Well, the gossip flew around the table like buzzards pecking over a dead possum carcass. By the way, gossiping in my book, The Missing Peace, is a form of anger and rage. I slipped. But everyone at the table agreed she was pretty much full of venom that spewed out on all who heard her – so it wasn’t just me. Never mind the alcoholic cliché, “If you spot it, you got it.” Anger and rage are like a virus that spreads contagion (sorry about the timing of these words).
So, here’s what I did after that meeting. I went directly home, sat down, and wrote this book, The Missing Peace.

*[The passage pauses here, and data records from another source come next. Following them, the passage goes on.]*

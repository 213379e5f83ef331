//! Where rule file text comes from and how changes are reported.

use std::collections::HashMap;
use std::io;
use std::path::{Path, PathBuf};
use std::sync::{Arc, Mutex, PoisonError, RwLock};

/// Listener invoked when a watched rule source changes.
pub type ChangeCallback = Arc<dyn Fn() + Send + Sync>;

/// A provider of rule file text.
///
/// Implementations must be shareable across threads; change callbacks may be
/// invoked from a background watcher thread.
pub trait RuleSource: Send + Sync {
    /// Read the full text at `path`.
    ///
    /// # Errors
    ///
    /// Any I/O failure, including a missing file.
    fn read_text(&self, path: &Path) -> io::Result<String>;

    /// Register `callback` to run whenever the text at `path` changes.
    ///
    /// # Errors
    ///
    /// Returns an error if change watching cannot be set up.
    fn on_changed(&self, path: &Path, callback: ChangeCallback) -> io::Result<()>;
}

#[derive(Default)]
struct Subscribers {
    by_path: Mutex<HashMap<PathBuf, Vec<ChangeCallback>>>,
}

impl Subscribers {
    fn add(&self, path: &Path, callback: ChangeCallback) {
        self.by_path
            .lock()
            .unwrap_or_else(PoisonError::into_inner)
            .entry(path.to_path_buf())
            .or_default()
            .push(callback);
    }

    /// Invoke every callback for `path`. The lock is released before any
    /// callback runs.
    fn fire(&self, path: &Path) -> usize {
        let callbacks = self
            .by_path
            .lock()
            .unwrap_or_else(PoisonError::into_inner)
            .get(path)
            .cloned()
            .unwrap_or_default();
        tracing::debug!(path = %path.display(), listeners = callbacks.len(), "rule source changed");
        for callback in &callbacks {
            callback();
        }
        callbacks.len()
    }
}

/// Reads rule files from disk.
///
/// Change callbacks fire on [`notify_changed`](Self::notify_changed), and,
/// with the `watch` feature, whenever the file system reports the file was
/// created, modified or removed.
#[derive(Default)]
pub struct FsRuleSource {
    subscribers: Arc<Subscribers>,
    #[cfg(feature = "watch")]
    watchers: Mutex<HashMap<PathBuf, notify::RecommendedWatcher>>,
}

impl FsRuleSource {
    #[must_use]
    pub fn new() -> Self {
        Self::default()
    }

    /// Report a change at `path` to its listeners. Returns how many ran.
    pub fn notify_changed(&self, path: &Path) -> usize {
        self.subscribers.fire(path)
    }

    #[cfg(feature = "watch")]
    fn watch(&self, path: &Path) -> io::Result<()> {
        use notify::{Event, EventKind, RecursiveMode, Watcher};

        let mut watchers = self.watchers.lock().unwrap_or_else(PoisonError::into_inner);
        if watchers.contains_key(path) {
            return Ok(());
        }

        // Editors often replace files by rename, so watch the directory.
        let dir = path
            .parent()
            .filter(|p| !p.as_os_str().is_empty())
            .unwrap_or_else(|| Path::new("."));
        let target = path.to_path_buf();
        let file_name = path.file_name().map(ToOwned::to_owned);
        let subscribers = Arc::clone(&self.subscribers);

        let mut watcher = notify::recommended_watcher(move |res: notify::Result<Event>| match res {
            Ok(event) => {
                let relevant = matches!(
                    event.kind,
                    EventKind::Create(_) | EventKind::Modify(_) | EventKind::Remove(_)
                );
                if relevant && event.paths.iter().any(|p| p.file_name() == file_name.as_deref()) {
                    subscribers.fire(&target);
                }
            }
            Err(e) => {
                tracing::warn!(path = %target.display(), error = %e, "rule file watcher error");
            }
        })
        .map_err(io::Error::other)?;

        watcher
            .watch(dir, RecursiveMode::NonRecursive)
            .map_err(io::Error::other)?;
        tracing::info!(path = %path.display(), "watching rule file");
        watchers.insert(path.to_path_buf(), watcher);
        Ok(())
    }
}

impl RuleSource for FsRuleSource {
    fn read_text(&self, path: &Path) -> io::Result<String> {
        std::fs::read_to_string(path)
    }

    fn on_changed(&self, path: &Path, callback: ChangeCallback) -> io::Result<()> {
        #[cfg(feature = "watch")]
        self.watch(path)?;
        self.subscribers.add(path, callback);
        Ok(())
    }
}

/// An in-memory rule source for tests and hosts that ship rules embedded.
#[derive(Default)]
pub struct MemoryRuleSource {
    files: RwLock<HashMap<PathBuf, String>>,
    subscribers: Subscribers,
}

impl MemoryRuleSource {
    #[must_use]
    pub fn new() -> Self {
        Self::default()
    }

    /// Builder form of [`set_text`](Self::set_text) that fires no callbacks.
    #[must_use]
    pub fn with_file(self, path: impl Into<PathBuf>, text: impl Into<String>) -> Self {
        self.files
            .write()
            .unwrap_or_else(PoisonError::into_inner)
            .insert(path.into(), text.into());
        self
    }

    /// Replace the text at `path` and notify its listeners.
    pub fn set_text(&self, path: impl AsRef<Path>, text: impl Into<String>) {
        let path = path.as_ref();
        self.files
            .write()
            .unwrap_or_else(PoisonError::into_inner)
            .insert(path.to_path_buf(), text.into());
        self.subscribers.fire(path);
    }

    /// Delete the text at `path`; later reads fail with `NotFound`.
    pub fn remove(&self, path: impl AsRef<Path>) {
        let path = path.as_ref();
        self.files
            .write()
            .unwrap_or_else(PoisonError::into_inner)
            .remove(path);
        self.subscribers.fire(path);
    }
}

impl RuleSource for MemoryRuleSource {
    fn read_text(&self, path: &Path) -> io::Result<String> {
        self.files
            .read()
            .unwrap_or_else(PoisonError::into_inner)
            .get(path)
            .cloned()
            .ok_or_else(|| {
                io::Error::new(
                    io::ErrorKind::NotFound,
                    format!("no rule source at '{}'", path.display()),
                )
            })
    }

    fn on_changed(&self, path: &Path, callback: ChangeCallback) -> io::Result<()> {
        self.subscribers.add(path, callback);
        Ok(())
    }
}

It is not anger that drives us to drink, drives away the people who love us, but RAGE!? Rage is what us alcoholics and addicts must avoid for the fear of relapse and self-destruction. Rage is what covers our emotions. Rage covers sadness, loneliness, and sometimes, even love. Anger is a feeling while rage is an action or behavior that numbs our feelings.
Anger is an emotion that is God-given for us to feel, to stop injustice, abuse, and get us out of stuck places. Rage is a stuck place that alcoholics, addicts, and those who love us know too well.
I want to thank Teitelbaum Publishing for publishing The Missing Peace and I hope it will help you or someone you care about or love deal with their anger/rage.